- [What to work on] Exactly as they stand, write out all of the entries again.

Saved data entries:
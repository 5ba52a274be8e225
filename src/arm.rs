//! Per-arm performance statistics with a recency-weighted estimate.
//!
//! Lifetime averages are the wrong tool against a non-stationary opponent:
//! evidence from fifty rounds ago says little about a strategy the opponent
//! switched to ten rounds ago. Each arm therefore keeps an exponentially
//! decayed running estimate with decay `λ ∈ (0, 1)` next to its raw
//! cumulative tally.

/// Statistics for one arm (one registered agent).
#[derive(Debug, Clone, Copy, Default, PartialEq)]
#[cfg_attr(feature = "serde", derive(serde::Serialize, serde::Deserialize))]
pub struct ArmStats {
    /// How many rounds this arm was trusted.
    pub pulls: u64,
    /// Sum of all rewards earned while trusted.
    pub cumulative: f64,
    /// Recency-weighted reward estimate.
    ///
    /// The first observed reward sets the estimate exactly; each later reward
    /// `r` updates it as `λ·r + (1−λ)·estimate`.
    pub estimate: f64,
}

impl ArmStats {
    /// Record a reward earned while this arm was trusted.
    ///
    /// `reward` is clamped to `[-1, 1]`; `decay` is the session-wide `λ`.
    pub(crate) fn record(&mut self, reward: f64, decay: f64) {
        let r = reward.clamp(-1.0, 1.0);
        self.cumulative += r;
        self.estimate = if self.pulls == 0 {
            r
        } else {
            decay * r + (1.0 - decay) * self.estimate
        };
        self.pulls = self.pulls.saturating_add(1);
    }

    /// Discard all learned state (used when a strategy shift is detected).
    pub(crate) fn reset(&mut self) {
        *self = Self::default();
    }
}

- [Response to this exercise]
repository 5ba52a274be8e225
filename src/arm.rs
//! Per-arm performance statistics with a recency-weighted estimate.
//!
//! Lifetime averages are the wrong tool against a non-stationary opponent:
//! evidence from fifty rounds ago says little about a strategy the opponent
//! switched to ten rounds ago. Each arm therefore keeps an exponentially
//! decayed running estimate with decay `λ ∈ (0, 1)` next to its raw
//! cumulative tally.

/// Statistics for one arm (one registered agent).
#[derive(Debug, Clone, Copy, Default, PartialEq)]
#[cfg_attr(feature = "serde", derive(serde::Serialize, serde::Deserialize))]
pub struct ArmStats {
    /// How many rounds this arm was trusted.
    pub pulls: u64,
    /// Sum of all rewards earned while trusted.
    pub cumulative: f64,
    /// Recency-weighted reward estimate.
    ///
    /// The first observed reward sets the estimate exactly; each later reward
    /// `r` updates it as `λ·r + (1−λ)·estimate`.
    pub estimate: f64,
}

impl ArmStats {
    /// Record a reward earned while this arm was trusted.
    ///
    /// `reward` is clamped to `[-1, 1]`; `decay` is the session-wide `λ`.
    pub(crate) fn record(&mut self, reward: f64, decay: f64) {
        let r = reward.clamp(-1.0, 1.0);
        self.cumulative += r;
        self.estimate = if self.pulls == 0 {
            r
        } else {
            decay * r + (1.0 - decay) * self.estimate
        };
        self.pulls = self.pulls.saturating_add(1);
    }

    /// Discard all learned state (used when a strategy shift is detected).
    pub(crate) fn reset(&mut self) {
        *self = Self::default();
    }
}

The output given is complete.